Conclusions des Parties

Les dernières conclusions de [K] [C] ont été signifiées le 17 mai 2024, maintenant ses demandes et ajoutant une nouvelle demande de 10 000 euros pour des atteintes supplémentaires. En réponse, PRISMA MEDIA a contesté les demandes, demandant le déboutement de [K] [C] et la condamnation de ce dernier aux dépens.

Publication Litigieuse

L’article en question, publié dans le magazine Voici, traite d’une relation amoureuse supposée entre [K] [C] et [R] [G]. Il contient des photographies prises à l’insu de [K] [C], illustrant des moments intimes entre les deux. L’article a été jugé comme une immixtion dans la vie privée de [K] [C].

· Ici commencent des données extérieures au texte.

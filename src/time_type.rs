// SPDX-License-Identifier: AGPL-3.0-or-later
// Copyright (C) 2026 Vallés Puig, Ramon

//! The per-calendar policy facade.
//!
//! [`TimeType`] bundles everything an editor or an axis renderer asks of a
//! calendar: parsing and formatting, the supported range, day
//! classification, zoom limits and strip selection.  It is implemented by
//! the calendar marker types themselves, so a caller picks a time type by
//! picking `Gregorian`, `Coptic`, `Pharaonic`, `Bosparanian` or `Numeric`.
//!
//! The free functions below are the shared implementation used by all date
//! calendars.

use crate::calendar::{Calendar, DateCalendar};
use crate::config::AxisConfig;
use crate::duration::{DurationFormatter, DurationType};
use crate::error::{Result, Side, TimeError};
use crate::instant::{TimeDelta, TimeValue};
use crate::period::TimePeriod;
use crate::strip::{DateStrip, StripKind, StripPair};
use crate::CalendarDate;

/// Per-calendar parsing, formatting, range and classification rules.
pub trait TimeType: Calendar {
    /// The current wall-clock time.
    fn now() -> TimeValue<Self>;

    /// Parse user text; see [`parse_date_time`] for the date syntax.
    ///
    /// # Errors
    ///
    /// [`TimeError::Parse`] for malformed text, [`TimeError::ValueMismatch`]
    /// for a date the calendar lacks and [`TimeError::OutOfRange`] for a
    /// valid date outside [`min_time`](Self::min_time)…[`max_time`](Self::max_time).
    fn parse_time(text: &str) -> Result<TimeValue<Self>>;

    fn format_time(time: TimeValue<Self>) -> String;

    /// Human-readable duration restricted to `parts`.
    fn format_delta(delta: TimeDelta<Self>, parts: &[DurationType]) -> String;

    fn min_time() -> TimeValue<Self>;

    fn max_time() -> TimeValue<Self>;

    /// Pass `time` through if it lies inside the supported range.
    fn check_range(time: TimeValue<Self>) -> Result<TimeValue<Self>> {
        if time < Self::min_time() {
            Err(TimeError::OutOfRange(Side::Left))
        } else if time > Self::max_time() {
            Err(TimeError::OutOfRange(Side::Right))
        } else {
            Ok(time)
        }
    }

    fn is_weekend_day(time: TimeValue<Self>) -> bool;

    fn is_special_day(_time: TimeValue<Self>) -> bool {
        false
    }

    /// Narrowest visible period.
    fn min_zoom_delta() -> TimeDelta<Self>;

    /// Widest visible period.
    fn max_zoom_delta() -> TimeDelta<Self> {
        Self::max_time() - Self::min_time()
    }

    fn zoom_is_ok(delta: TimeDelta<Self>) -> bool {
        delta >= Self::min_zoom_delta() && delta <= Self::max_zoom_delta()
    }

    /// Whether either end of `period` has a time of day other than midnight.
    fn time_period_has_nonzero_time(period: &TimePeriod<Self>) -> bool {
        !period.start().is_midnight() || !period.end().is_midnight()
    }

    /// Major and minor strips for drawing `period` across `width_px` pixels.
    fn choose_strips(period: &TimePeriod<Self>, width_px: f64, config: &AxisConfig) -> StripPair<Self>;
}

// ═══════════════════════════════════════════════════════════════════════════
// Shared date-calendar implementation
// ═══════════════════════════════════════════════════════════════════════════

/// Parse `[-]Y-M-D[ H:M[:S]]`.
pub fn parse_date_time<C: DateCalendar + TimeType>(text: &str) -> Result<TimeValue<C>> {
    let malformed = || TimeError::Parse(format!("`{text}` is not of the form Y-M-D [H:M[:S]]"));

    let mut fields = text.split_whitespace();
    let date = fields.next().ok_or_else(malformed)?;
    let time = fields.next();
    if fields.next().is_some() {
        return Err(malformed());
    }

    let (sign, unsigned) = match date.strip_prefix('-') {
        Some(rest) => (-1, rest),
        None => (1, date),
    };
    let date_fields: Vec<&str> = unsigned.split('-').collect();
    let [year, month, day] = date_fields.as_slice() else {
        return Err(malformed());
    };
    let year: i64 = year.parse().map_err(|_| malformed())?;
    let month: u8 = month.parse().map_err(|_| malformed())?;
    let day: u8 = day.parse().map_err(|_| malformed())?;

    let (hour, minute, second) = match time {
        None => (0, 0, 0),
        Some(time) => {
            let parsed = time
                .split(':')
                .map(str::parse::<u8>)
                .collect::<std::result::Result<Vec<_>, _>>()
                .map_err(|_| malformed())?;
            match parsed.as_slice() {
                [hour, minute] => (*hour, *minute, 0),
                [hour, minute, second] => (*hour, *minute, *second),
                _ => return Err(malformed()),
            }
        }
    };

    let date = CalendarDate::<C>::new(sign * year, month, day, hour, minute, second)?;
    C::check_range(date.to_time())
}

/// `Y-MM-DD HH:MM:SS`.
pub fn format_date_time<C: DateCalendar>(time: TimeValue<C>) -> String {
    time.date().to_string()
}

pub fn format_date_delta<C: DateCalendar>(delta: TimeDelta<C>, parts: &[DurationType]) -> String {
    DurationFormatter::new(delta.days(), delta.seconds()).format(parts)
}

pub(crate) fn date_min_zoom_delta<C: Calendar>() -> TimeDelta<C> {
    TimeDelta::from_minutes(1)
}

pub(crate) fn date_max_zoom_delta<C: Calendar>() -> TimeDelta<C> {
    TimeDelta::from_days(1200 * 365)
}

/// Pixel width of one day above which a strip pair is used, widest first.
const DAY_WIDTH_THRESHOLDS: [(f64, StripKind, StripKind); 9] = [
    (20_000.0, StripKind::Hour, StripKind::Minute),
    (600.0, StripKind::Day, StripKind::Hour),
    (60.0, StripKind::Month, StripKind::Weekday),
    (25.0, StripKind::Month, StripKind::Day),
    (10.0, StripKind::Month, StripKind::Week),
    (1.75, StripKind::Year, StripKind::Month),
    (0.5, StripKind::Year, StripKind::Quarter),
    (0.12, StripKind::Decade, StripKind::Year),
    (0.012, StripKind::Century, StripKind::Decade),
];

/// Pick the strip pair whose units stay readable at the current zoom.
pub fn choose_date_strips<C: DateCalendar>(
    period: &TimePeriod<C>,
    width_px: f64,
    config: &AxisConfig,
) -> StripPair<C> {
    let day_width = width_px / period.delta().to_days().value();
    let (major, minor) = DAY_WIDTH_THRESHOLDS
        .iter()
        .find(|(threshold, _, _)| day_width > *threshold)
        .map(|(_, major, minor)| (*major, *minor))
        .unwrap_or((StripKind::Century, StripKind::Century));
    log::debug!(
        "{} axis: {:.4} px per day, strips {:?}/{:?}",
        C::LABEL,
        day_width,
        major,
        minor
    );
    StripPair::new(
        DateStrip::<C>::with_week_start(major, config.week_start),
        DateStrip::<C>::with_week_start(minor, config.week_start),
    )
}

#[cfg(test)]
mod tests {
    use super::*;
    use crate::{Bosparanian, Coptic, Gregorian, Pharaonic};

    fn greg(text: &str) -> Result<TimeValue<Gregorian>> {
        Gregorian::parse_time(text)
    }

    #[test]
    fn parses_date_and_time_forms() {
        let full = greg("2013-07-10 12:33:15").unwrap();
        assert_eq!(full.date().to_string(), "2013-07-10 12:33:15");
        let minutes = greg("2013-07-10 12:33").unwrap();
        assert_eq!(full - minutes, TimeDelta::from_seconds(15));
        let date_only = greg("  2013-07-10 ").unwrap();
        assert!(date_only.is_midnight());
        let bc = greg("-44-03-15").unwrap();
        assert_eq!(bc.date().year(), -44);
        assert_eq!(Gregorian::format_time(bc), "-44-03-15 00:00:00");
    }

    #[test]
    fn malformed_text_is_parse_error() {
        for text in ["", "2013", "2013-07", "2013-07-10-01", "x-07-10", "2013-07-10 12", "2013-07-10 1:2:3:4", "2013-07-10 12:00 extra", "2013-07-10 ab:00"] {
            assert!(
                matches!(greg(text), Err(TimeError::Parse(_))),
                "`{text}` should not parse"
            );
        }
    }

    #[test]
    fn invalid_dates_are_value_mismatches() {
        assert!(matches!(greg("2013-02-30"), Err(TimeError::ValueMismatch(_))));
        assert!(matches!(greg("2013-14-01"), Err(TimeError::ValueMismatch(_))));
        assert!(matches!(greg("2013-01-01 25:00"), Err(TimeError::ValueMismatch(_))));
    }

    #[test]
    fn huge_years_are_out_of_range() {
        fn sides<C: TimeType + DateCalendar>() -> (Option<Side>, Option<Side>) {
            let side = |text: &str| C::parse_time(text).err().and_then(|err| err.side());
            (
                side("-100000000000000000-01-01"),
                side("100000000000000000-01-01 12:00"),
            )
        }
        let expected = (Some(Side::Left), Some(Side::Right));
        assert_eq!(sides::<Gregorian>(), expected);
        assert_eq!(sides::<Coptic>(), expected);
        assert_eq!(sides::<Pharaonic>(), expected);
        assert_eq!(sides::<Bosparanian>(), expected);
        assert_eq!(
            Gregorian::parse_time("-9223372036854775807-01-01"),
            Err(TimeError::OutOfRange(Side::Left))
        );
    }

    #[test]
    fn zoom_limits() {
        assert!(!Gregorian::zoom_is_ok(TimeDelta::from_seconds(59)));
        assert!(Gregorian::zoom_is_ok(TimeDelta::from_minutes(1)));
        assert!(Gregorian::zoom_is_ok(TimeDelta::from_days(1200 * 365)));
        assert!(!Gregorian::zoom_is_ok(TimeDelta::from_days(1200 * 365 + 1)));
        assert_eq!(Bosparanian::min_zoom_delta(), TimeDelta::from_minutes(1));
    }

    #[test]
    fn nonzero_time_detection() {
        let midnight = greg("2013-07-10").unwrap();
        let noon = greg("2013-07-10 12:00").unwrap();
        let next = greg("2013-07-11").unwrap();
        assert!(!Gregorian::time_period_has_nonzero_time(
            &TimePeriod::new(midnight, next).unwrap()
        ));
        assert!(Gregorian::time_period_has_nonzero_time(
            &TimePeriod::new(midnight, noon).unwrap()
        ));
        assert!(Gregorian::time_period_has_nonzero_time(
            &TimePeriod::point(noon)
        ));
    }

    #[test]
    fn format_delta_uses_requested_parts() {
        let delta = TimeDelta::<Gregorian>::new(1, 3_700);
        assert_eq!(
            Gregorian::format_delta(delta, DurationType::ALL),
            "1 day 1 hour 1 minute 40 seconds"
        );
        assert_eq!(
            Gregorian::format_delta(delta, &[DurationType::Hours]),
            "25 hours"
        );
    }

    #[test]
    fn strip_choice_follows_day_width() {
        let start = greg("2013-07-01").unwrap();
        let pick = |days: i64, width: f64| {
            let period = TimePeriod::new(start, start + TimeDelta::from_days(days)).unwrap();
            let pair = Gregorian::choose_strips(&period, width, &AxisConfig::default());
            (pair.major.kind().unwrap(), pair.minor.kind().unwrap())
        };
        assert_eq!(pick(1, 1_000.0), (StripKind::Day, StripKind::Hour));
        assert_eq!(pick(30, 1_000.0), (StripKind::Month, StripKind::Day));
        assert_eq!(pick(365, 1_000.0), (StripKind::Year, StripKind::Month));
        assert_eq!(pick(1_000, 1_000.0), (StripKind::Year, StripKind::Quarter));
        assert_eq!(pick(3_650, 1_000.0), (StripKind::Decade, StripKind::Year));
        assert_eq!(pick(365_000, 1_000.0), (StripKind::Century, StripKind::Century));
    }
}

Atteintes à la Vie Privée et Droit à l’Image

Conformément aux articles du code civil et de la Convention des droits de l’Homme, [K] [C] a affirmé que la publication a violé son droit à la vie privée et à l’image. La société PRISMA MEDIA a reconnu l’atteinte à ces droits, mais a contesté la gravité du préjudice.

Écritures du 14 Mai 2024

Dans ses écritures du 14 mai 2024, [K] [C] a allégué de nouvelles atteintes à sa vie privée par la société PRISMA MEDIA, qui a reproduit des éléments de son compte Instagram. PRISMA MEDIA a défendu sa position en affirmant qu’elle avait simplement relayé des informations accessibles au public.

Demande Indemnitaire

Le tribunal a examiné la demande d’indemnisation de [K] [C], qui a soutenu que la publication lui avait causé un préjudice moral significatif. PRISMA MEDIA a demandé une réparation de principe, contestant la gravité du préjudice.

Évaluation du Préjudice

Le tribunal a pris en compte la nature des atteintes et la visibilité du magazine pour évaluer le préjudice. Bien que [K] [C] ait subi une atteinte à sa vie privée, le tribunal a noté qu’il n’avait pas fourni de preuves suffisantes pour justifier l’ampleur de son préjudice.

Décision du Tribunal

Le tribunal a condamné la société PRISMA MEDIA à verser 3 000 euros à [K] [C] pour les atteintes à sa vie privée et à son droit à l’image. Les autres demandes de [K] [C] ont été déboutées, et PRISMA MEDIA a été condamnée aux dépens et à verser 2 000 euros à [K] [C] pour les frais de justice. L’exécution provisoire a été ordonnée.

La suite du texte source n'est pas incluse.